Smack in the front of the store, where the employees are assembling their ingredients for juicing, are the spoons, in a dish, under the faucet. The faucet is running. Constantly.

Through her entire wait, she doesn't see it go off. She thinks of how even a single drop of water every second adds up to gallons of water wasted over time. This isn't just a single drop though.

She has yet to hear of the innocuous but deadly term "running water dipper well."

The first time she notices this, she asks if they would turn it off. The employees flatly refuse, laugh, and give no reason. She leaves, unwilling to cause a scene. She hopes it goes away. The water runs and runs in her mind.

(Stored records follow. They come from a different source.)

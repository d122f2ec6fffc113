// Copyright (c) 2025 Felix Kahle.
//
// Permission is hereby granted, free of charge, to any person obtaining
// a copy of this software and associated documentation files (the
// "Software"), to deal in the Software without restriction, including
// without limitation the rights to use, copy, modify, merge, publish,
// distribute, sublicense, and/or sell copies of the Software, and to
// permit persons to whom the Software is furnished to do so, subject to
// the following conditions:
//
// The above copyright notice and this permission notice shall be
// included in all copies or substantial portions of the Software.
//
// THE SOFTWARE IS PROVIDED "AS IS", WITHOUT WARRANTY OF ANY KIND,
// EXPRESS OR IMPLIED, INCLUDING BUT NOT LIMITED TO THE WARRANTIES OF
// MERCHANTABILITY, FITNESS FOR A PARTICULAR PURPOSE AND
// NONINFRINGEMENT. IN NO EVENT SHALL THE AUTHORS OR COPYRIGHT HOLDERS BE
// LIABLE FOR ANY CLAIM, DAMAGES OR OTHER LIABILITY, WHETHER IN AN ACTION
// OF CONTRACT, TORT OR OTHERWISE, ARISING FROM, OUT OF OR IN CONNECTION
// WITH THE SOFTWARE OR THE USE OR OTHER DEALINGS IN THE SOFTWARE.

use crate::num::integral::{Direction, Integral};
use std::iter::FusedIterator;

/// An iterator over the values of an `IntegralRange`.
///
/// Values are addressed by their index in the sequence, so both ends can be
/// consumed and `nth`/`nth_back` skip in constant time. The remaining count
/// is tracked in `u128` and is exact for every primitive integer type.
///
/// # Examples
///
/// ```rust
/// # use stride_core::range::integral_range::IntegralRange;
///
/// let range = IntegralRange::new(10, 0, -2).unwrap();
/// let values: Vec<_> = range.iter().collect();
/// assert_eq!(values, vec![10, 8, 6, 4, 2]);
///
/// let reversed: Vec<_> = range.iter().rev().collect();
/// assert_eq!(reversed, vec![2, 4, 6, 8, 10]);
/// ```
#[derive(Clone)]
pub struct IntegralRangeIter<T>
where
    T: Integral,
{
    start: T,
    direction: Direction,
    step_magnitude: u128,
    front: u128,
    back: u128,
}

impl<T> IntegralRangeIter<T>
where
    T: Integral,
{
    #[inline]
    pub(crate) fn new(start: T, direction: Direction, step_magnitude: u128, length: u128) -> Self {
        Self {
            start,
            direction,
            step_magnitude,
            front: 0,
            back: length,
        }
    }

    /// Returns the exact number of values not yet yielded.
    ///
    /// Unlike [`ExactSizeIterator::len`], this never truncates.
    ///
    /// # Examples
    ///
    /// ```rust
    /// # use stride_core::range::integral_range::IntegralRange;
    ///
    /// let mut iter = IntegralRange::to(4).iter();
    /// assert_eq!(iter.remaining(), 4);
    /// iter.next();
    /// assert_eq!(iter.remaining(), 3);
    /// ```
    #[inline]
    pub fn remaining(&self) -> u128 {
        self.back - self.front
    }

    #[inline(always)]
    fn value_at(&self, index: u128) -> T {
        // index < length, so index * step < size <= u128::MAX.
        self.start.offset(index * self.step_magnitude, self.direction)
    }
}

impl<T> Iterator for IntegralRangeIter<T>
where
    T: Integral,
{
    type Item = T;

    #[inline]
    fn next(&mut self) -> Option<Self::Item> {
        if self.front < self.back {
            let value = self.value_at(self.front);
            self.front += 1;
            Some(value)
        } else {
            None
        }
    }

    #[inline]
    fn size_hint(&self) -> (usize, Option<usize>) {
        match usize::try_from(self.remaining()) {
            Ok(n) => (n, Some(n)),
            Err(_) => (usize::MAX, None),
        }
    }

    #[inline]
    fn nth(&mut self, n: usize) -> Option<Self::Item> {
        let skip = n as u128;
        if skip < self.remaining() {
            self.front += skip;
            self.next()
        } else {
            self.front = self.back;
            None
        }
    }

    #[inline]
    fn count(self) -> usize {
        self.len()
    }

    #[inline]
    fn last(mut self) -> Option<Self::Item> {
        self.next_back()
    }
}

impl<T> DoubleEndedIterator for IntegralRangeIter<T>
where
    T: Integral,
{
    #[inline]
    fn next_back(&mut self) -> Option<Self::Item> {
        if self.front < self.back {
            self.back -= 1;
            Some(self.value_at(self.back))
        } else {
            None
        }
    }

    #[inline]
    fn nth_back(&mut self, n: usize) -> Option<Self::Item> {
        let skip = n as u128;
        if skip < self.remaining() {
            self.back -= skip;
            self.next_back()
        } else {
            self.back = self.front;
            None
        }
    }
}

impl<T> ExactSizeIterator for IntegralRangeIter<T>
where
    T: Integral,
{
    fn len(&self) -> usize {
        usize::try_from(self.remaining())
            .expect("IntegralRangeIter: remaining length exceeds usize::MAX")
    }
}

impl<T> FusedIterator for IntegralRangeIter<T> where T: Integral {}

impl<T> std::fmt::Debug for IntegralRangeIter<T>
where
    T: Integral,
{
    fn fmt(&self, f: &mut std::fmt::Formatter<'_>) -> std::fmt::Result {
        f.debug_struct("IntegralRangeIter")
            .field("start", &self.start)
            .field("direction", &self.direction)
            .field("step_magnitude", &self.step_magnitude)
            .field("front", &self.front)
            .field("back", &self.back)
            .finish()
    }
}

The second time, the problem hasn't gone away. She is more forceful. One of the workers refers her to the manager of the shift, who refers her to headquarters, where she can call. He says, "That's the orders from above. I'd get fired if I didn't follow them."

She finds it hard to believe that orders from above are forcing workers to run water constantly.

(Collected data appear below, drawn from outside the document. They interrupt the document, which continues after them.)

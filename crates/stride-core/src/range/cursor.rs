// Copyright (c) 2025 Felix Kahle.
//
// Permission is hereby granted, free of charge, to any person obtaining
// a copy of this software and associated documentation files (the
// "Software"), to deal in the Software without restriction, including
// without limitation the rights to use, copy, modify, merge, publish,
// distribute, sublicense, and/or sell copies of the Software, and to
// permit persons to whom the Software is furnished to do so, subject to
// the following conditions:
//
// The above copyright notice and this permission notice shall be
// included in all copies or substantial portions of the Software.
//
// THE SOFTWARE IS PROVIDED "AS IS", WITHOUT WARRANTY OF ANY KIND,
// EXPRESS OR IMPLIED, INCLUDING BUT NOT LIMITED TO THE WARRANTIES OF
// MERCHANTABILITY, FITNESS FOR A PARTICULAR PURPOSE AND
// NONINFRINGEMENT. IN NO EVENT SHALL THE AUTHORS OR COPYRIGHT HOLDERS BE
// LIABLE FOR ANY CLAIM, DAMAGES OR OTHER LIABILITY, WHETHER IN AN ACTION
// OF CONTRACT, TORT OR OTHERWISE, ARISING FROM, OUT OF OR IN CONNECTION
// WITH THE SOFTWARE OR THE USE OR OTHER DEALINGS IN THE SOFTWARE.

//! # Range Cursors
//!
//! A `RangeCursor` is a forward-only position inside an `IntegralRange`,
//! obtained from `IntegralRange::begin` or `IntegralRange::end`. It is the
//! explicit counterpart to the `Iterator` returned by `IntegralRange::iter`:
//! callers hold two cursors and advance one until it compares equal to the
//! other.
//!
//! ```rust
//! # use stride_core::range::integral_range::IntegralRange;
//!
//! let range = IntegralRange::new(0, 7, 2).unwrap();
//! let (mut cursor, end) = (range.begin(), range.end());
//!
//! let mut seen = Vec::new();
//! while cursor != end {
//!     seen.push(cursor.get());
//!     cursor.advance();
//! }
//! assert_eq!(seen, vec![0, 2, 4, 6]);
//! ```
//!
//! Advancing never steps over the stop bound. When the remaining distance to
//! `stop` is at most one step, the cursor lands exactly on `stop`, so the
//! loop above terminates after `length()` advances even though `6 + 2 != 7`.

use crate::num::integral::{Direction, Integral};

/// A read-only, forward-only position within an integral range.
///
/// Cursors hold their position, the range's stop bound and its step by
/// value, so they are independent of the range they came from. Two cursors
/// are equal when their positions are equal; the step is not compared.
#[derive(Clone, Copy)]
pub struct RangeCursor<T>
where
    T: Integral,
{
    position: T,
    stop: T,
    step: T::Step,
}

impl<T> RangeCursor<T>
where
    T: Integral,
{
    #[inline]
    pub(crate) fn new(position: T, stop: T, step: T::Step) -> Self {
        Self {
            position,
            stop,
            step,
        }
    }

    /// Returns the value at the current position.
    ///
    /// # Examples
    ///
    /// ```rust
    /// # use stride_core::range::integral_range::IntegralRange;
    ///
    /// let range = IntegralRange::between(3, 6);
    /// assert_eq!(range.begin().get(), 3);
    /// assert_eq!(range.end().get(), 6);
    /// ```
    #[inline]
    pub fn get(&self) -> T {
        self.position
    }

    /// Returns the step applied by [`RangeCursor::advance`].
    #[inline]
    pub fn step(&self) -> T::Step {
        self.step
    }

    /// Returns `true` once the cursor has reached the stop bound.
    #[inline]
    pub fn is_exhausted(&self) -> bool {
        self.position == self.stop
    }

    /// Advances the cursor by one step and returns it (pre-increment).
    ///
    /// The cursor lands on the stop bound if one more step would reach or
    /// cross it. Advancing an exhausted cursor has no effect.
    ///
    /// # Examples
    ///
    /// ```rust
    /// # use stride_core::range::integral_range::IntegralRange;
    ///
    /// let range = IntegralRange::new(10, 0, -4).unwrap();
    /// let mut cursor = range.begin();
    /// assert_eq!(cursor.advance().get(), 6);
    /// assert_eq!(cursor.advance().get(), 2);
    /// assert_eq!(cursor.advance().get(), 0);
    /// assert!(cursor.is_exhausted());
    /// assert_eq!(cursor.advance().get(), 0);
    /// ```
    #[inline]
    pub fn advance(&mut self) -> &mut Self {
        let remaining = self.position.distance(self.stop);
        let step = T::step_magnitude(self.step);
        if remaining <= step {
            self.position = self.stop;
        } else {
            let direction = Direction::between(self.position, self.stop);
            self.position = self.position.offset(step, direction);
        }
        self
    }

    /// Advances the cursor by one step and returns its previous state
    /// (post-increment).
    ///
    /// # Examples
    ///
    /// ```rust
    /// # use stride_core::range::integral_range::IntegralRange;
    ///
    /// let range = IntegralRange::to(3u8);
    /// let mut cursor = range.begin();
    /// let previous = cursor.advance_post();
    /// assert_eq!(previous.get(), 0);
    /// assert_eq!(cursor.get(), 1);
    /// ```
    #[inline]
    pub fn advance_post(&mut self) -> Self {
        let previous = *self;
        self.advance();
        previous
    }
}

impl<T> PartialEq for RangeCursor<T>
where
    T: Integral,
{
    #[inline]
    fn eq(&self, other: &Self) -> bool {
        self.position == other.position
    }
}

impl<T> Eq for RangeCursor<T> where T: Integral {}

impl<T> std::fmt::Debug for RangeCursor<T>
where
    T: Integral,
{
    fn fmt(&self, f: &mut std::fmt::Formatter<'_>) -> std::fmt::Result {
        f.debug_struct("RangeCursor")
            .field("position", &self.position)
            .field("stop", &self.stop)
            .field("step", &self.step)
            .finish()
    }
}

impl<T> std::fmt::Display for RangeCursor<T>
where
    T: Integral,
{
    fn fmt(&self, f: &mut std::fmt::Formatter<'_>) -> std::fmt::Result {
        write!(f, "{}", self.position)
    }
}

She speaks with headquarters. The man on the other end is friendly, but helpless. He even agrees with her. "Yes, I wish I could change the regulations. It's a waste of water," he says. "But Federal law states that we must keep our spoons in running water because we use dairy in our drinks, and the dairy can't contaminate other drinks. It's called the dipper well rule. They'd put us out of business."

So the chain of command goes, each section refusing to question the orders from above. This is how water gets wasted.

Out of curiosity, she decides to see whether this issue has ever been addressed. It seems ludicrous that water must be running nonstop on spoons for 5 business days a week, even in the midst of water shortages in California.

The only thing she can turn up is a small note in a 2004 memorandum by the North Carolina Department of Environment and Natural Resources, Division of Environmental Health: "It was of importance to a member of the Commission for Health Services that I remind everyone that dipper wells do not have to have constantly running water when empty-- only when they contain utensils. The issue of water conservation during drought and the desire to conserve water between meal service, [sic] prompted this reminder."

Of course, because this is not applicable to California specifically, she can only wring her hands in frustration. In juice bars across the nation, water is being forcibly wasted by the gallon, because those in the Food and Drug Administration are not creative enough to devise a more efficient solution for removing dairy bacteria from spoons.

It makes her wonder how many Federal regulations are promoting waste and inefficiency.

And with all that styrofoam lining already packed landfills, maybe it's time to start saying no to these places. Maybe it's time to start making our own smoothies (and coffee from cafés, we later discover), so that our vitamin-infused drinks aren't at the expense of vanishing water resources. Remember... it's your water too that's running down the drain.